Task – Among the records, which lines hold the word "BusLink"? Pick them out.

Data records –
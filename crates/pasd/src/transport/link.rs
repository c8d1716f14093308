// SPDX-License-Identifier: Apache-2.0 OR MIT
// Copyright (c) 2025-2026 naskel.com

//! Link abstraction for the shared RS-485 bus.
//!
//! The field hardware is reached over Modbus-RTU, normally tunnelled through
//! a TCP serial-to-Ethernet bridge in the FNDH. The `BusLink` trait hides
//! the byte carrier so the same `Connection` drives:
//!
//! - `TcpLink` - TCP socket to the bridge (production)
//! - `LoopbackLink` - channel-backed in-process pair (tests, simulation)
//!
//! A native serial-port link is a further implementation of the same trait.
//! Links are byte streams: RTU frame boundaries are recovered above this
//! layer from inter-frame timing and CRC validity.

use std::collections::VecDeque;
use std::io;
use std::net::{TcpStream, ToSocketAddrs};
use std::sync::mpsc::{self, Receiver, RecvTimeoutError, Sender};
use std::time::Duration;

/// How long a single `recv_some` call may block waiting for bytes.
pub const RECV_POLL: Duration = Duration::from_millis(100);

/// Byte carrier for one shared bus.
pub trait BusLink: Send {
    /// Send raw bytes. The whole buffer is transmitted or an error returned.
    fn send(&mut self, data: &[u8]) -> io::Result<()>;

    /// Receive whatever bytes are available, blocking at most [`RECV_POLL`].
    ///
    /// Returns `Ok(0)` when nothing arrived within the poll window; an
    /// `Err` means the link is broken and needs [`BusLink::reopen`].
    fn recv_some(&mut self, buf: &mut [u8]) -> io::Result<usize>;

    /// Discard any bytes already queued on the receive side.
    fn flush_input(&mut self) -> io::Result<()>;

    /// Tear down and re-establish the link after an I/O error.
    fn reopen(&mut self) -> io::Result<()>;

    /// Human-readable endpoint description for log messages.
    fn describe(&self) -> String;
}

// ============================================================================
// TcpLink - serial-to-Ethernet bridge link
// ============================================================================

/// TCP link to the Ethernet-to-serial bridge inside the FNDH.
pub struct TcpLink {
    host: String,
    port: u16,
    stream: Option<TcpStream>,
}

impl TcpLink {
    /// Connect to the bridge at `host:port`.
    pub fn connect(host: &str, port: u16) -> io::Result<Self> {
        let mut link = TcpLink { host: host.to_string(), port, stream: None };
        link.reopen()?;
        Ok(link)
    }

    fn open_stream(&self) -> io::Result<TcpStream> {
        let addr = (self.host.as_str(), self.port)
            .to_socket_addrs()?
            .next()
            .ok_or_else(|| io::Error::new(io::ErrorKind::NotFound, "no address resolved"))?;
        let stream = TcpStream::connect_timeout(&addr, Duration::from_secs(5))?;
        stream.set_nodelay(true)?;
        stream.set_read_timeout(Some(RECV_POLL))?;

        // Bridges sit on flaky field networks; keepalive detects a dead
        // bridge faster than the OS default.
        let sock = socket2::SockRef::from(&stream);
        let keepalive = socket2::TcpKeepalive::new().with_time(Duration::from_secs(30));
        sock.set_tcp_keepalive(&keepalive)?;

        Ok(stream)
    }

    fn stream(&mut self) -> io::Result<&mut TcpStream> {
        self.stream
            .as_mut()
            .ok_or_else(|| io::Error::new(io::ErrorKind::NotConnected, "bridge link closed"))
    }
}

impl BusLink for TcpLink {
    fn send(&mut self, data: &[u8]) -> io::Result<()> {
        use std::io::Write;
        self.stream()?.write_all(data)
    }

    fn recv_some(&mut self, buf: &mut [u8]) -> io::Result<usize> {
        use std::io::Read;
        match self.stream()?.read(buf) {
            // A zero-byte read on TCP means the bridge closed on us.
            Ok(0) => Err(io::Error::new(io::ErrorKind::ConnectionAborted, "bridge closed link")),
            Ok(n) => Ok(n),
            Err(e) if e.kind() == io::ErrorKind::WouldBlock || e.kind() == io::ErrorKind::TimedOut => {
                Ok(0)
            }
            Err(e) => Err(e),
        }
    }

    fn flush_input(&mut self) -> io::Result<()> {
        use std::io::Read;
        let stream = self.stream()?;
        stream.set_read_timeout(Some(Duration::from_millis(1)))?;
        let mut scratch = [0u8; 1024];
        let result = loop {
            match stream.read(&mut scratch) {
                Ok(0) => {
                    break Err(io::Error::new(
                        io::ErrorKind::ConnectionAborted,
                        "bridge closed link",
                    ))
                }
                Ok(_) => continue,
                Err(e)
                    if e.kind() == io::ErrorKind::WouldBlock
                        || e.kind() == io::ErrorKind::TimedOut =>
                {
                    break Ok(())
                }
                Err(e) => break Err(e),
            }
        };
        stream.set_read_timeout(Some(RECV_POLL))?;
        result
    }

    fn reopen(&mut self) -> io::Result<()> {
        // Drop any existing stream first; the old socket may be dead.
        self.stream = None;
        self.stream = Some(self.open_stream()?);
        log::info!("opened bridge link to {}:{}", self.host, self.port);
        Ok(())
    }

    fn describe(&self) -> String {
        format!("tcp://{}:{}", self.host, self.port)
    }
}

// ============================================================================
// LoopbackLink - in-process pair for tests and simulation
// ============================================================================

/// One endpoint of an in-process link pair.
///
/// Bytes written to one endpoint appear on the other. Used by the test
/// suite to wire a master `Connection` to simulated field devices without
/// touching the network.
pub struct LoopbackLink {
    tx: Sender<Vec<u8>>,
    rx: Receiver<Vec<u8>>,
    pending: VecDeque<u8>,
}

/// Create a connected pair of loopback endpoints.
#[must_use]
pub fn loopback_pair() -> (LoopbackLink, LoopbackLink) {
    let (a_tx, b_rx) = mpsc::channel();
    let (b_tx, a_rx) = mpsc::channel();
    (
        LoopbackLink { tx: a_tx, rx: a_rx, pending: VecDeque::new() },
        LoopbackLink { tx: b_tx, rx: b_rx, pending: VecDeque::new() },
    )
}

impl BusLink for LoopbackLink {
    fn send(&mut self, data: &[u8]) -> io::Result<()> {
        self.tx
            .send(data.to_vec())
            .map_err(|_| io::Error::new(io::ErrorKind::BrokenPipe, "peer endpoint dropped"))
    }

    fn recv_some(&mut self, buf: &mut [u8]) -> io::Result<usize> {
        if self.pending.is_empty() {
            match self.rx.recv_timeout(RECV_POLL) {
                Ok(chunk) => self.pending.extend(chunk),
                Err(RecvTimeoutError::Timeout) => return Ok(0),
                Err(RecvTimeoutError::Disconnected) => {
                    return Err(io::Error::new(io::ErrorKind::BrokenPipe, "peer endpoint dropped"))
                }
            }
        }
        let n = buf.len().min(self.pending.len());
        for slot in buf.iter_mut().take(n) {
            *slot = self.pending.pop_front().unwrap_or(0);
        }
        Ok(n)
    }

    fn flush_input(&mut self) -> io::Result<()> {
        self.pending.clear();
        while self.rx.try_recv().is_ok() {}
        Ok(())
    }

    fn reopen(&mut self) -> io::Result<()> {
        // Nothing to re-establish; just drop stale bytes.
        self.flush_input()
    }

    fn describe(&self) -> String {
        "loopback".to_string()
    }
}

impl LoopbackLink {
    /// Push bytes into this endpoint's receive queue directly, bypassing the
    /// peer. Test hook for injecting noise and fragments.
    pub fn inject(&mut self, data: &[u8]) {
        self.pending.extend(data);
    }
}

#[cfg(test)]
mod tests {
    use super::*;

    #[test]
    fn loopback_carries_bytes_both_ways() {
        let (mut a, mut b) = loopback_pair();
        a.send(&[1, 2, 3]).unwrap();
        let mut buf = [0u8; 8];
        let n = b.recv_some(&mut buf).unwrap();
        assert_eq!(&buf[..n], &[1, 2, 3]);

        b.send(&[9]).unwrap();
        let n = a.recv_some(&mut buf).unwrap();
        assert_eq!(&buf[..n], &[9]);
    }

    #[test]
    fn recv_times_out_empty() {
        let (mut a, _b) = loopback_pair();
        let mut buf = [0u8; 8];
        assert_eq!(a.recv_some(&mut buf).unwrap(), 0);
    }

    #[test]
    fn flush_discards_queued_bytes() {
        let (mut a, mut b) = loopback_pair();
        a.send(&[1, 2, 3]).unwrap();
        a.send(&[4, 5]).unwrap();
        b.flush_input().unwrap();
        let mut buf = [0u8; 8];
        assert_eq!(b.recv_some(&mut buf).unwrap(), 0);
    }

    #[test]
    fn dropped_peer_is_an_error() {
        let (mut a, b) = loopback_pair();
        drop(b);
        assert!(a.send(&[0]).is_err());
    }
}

Result of the task –
//! a TCP serial-to-Ethernet bridge in the FNDH. The `BusLink` trait hides
pub trait BusLink: Send {
    /// `Err` means the link is broken and needs [`BusLink::reopen`].
impl BusLink for TcpLink {
impl BusLink for LoopbackLink {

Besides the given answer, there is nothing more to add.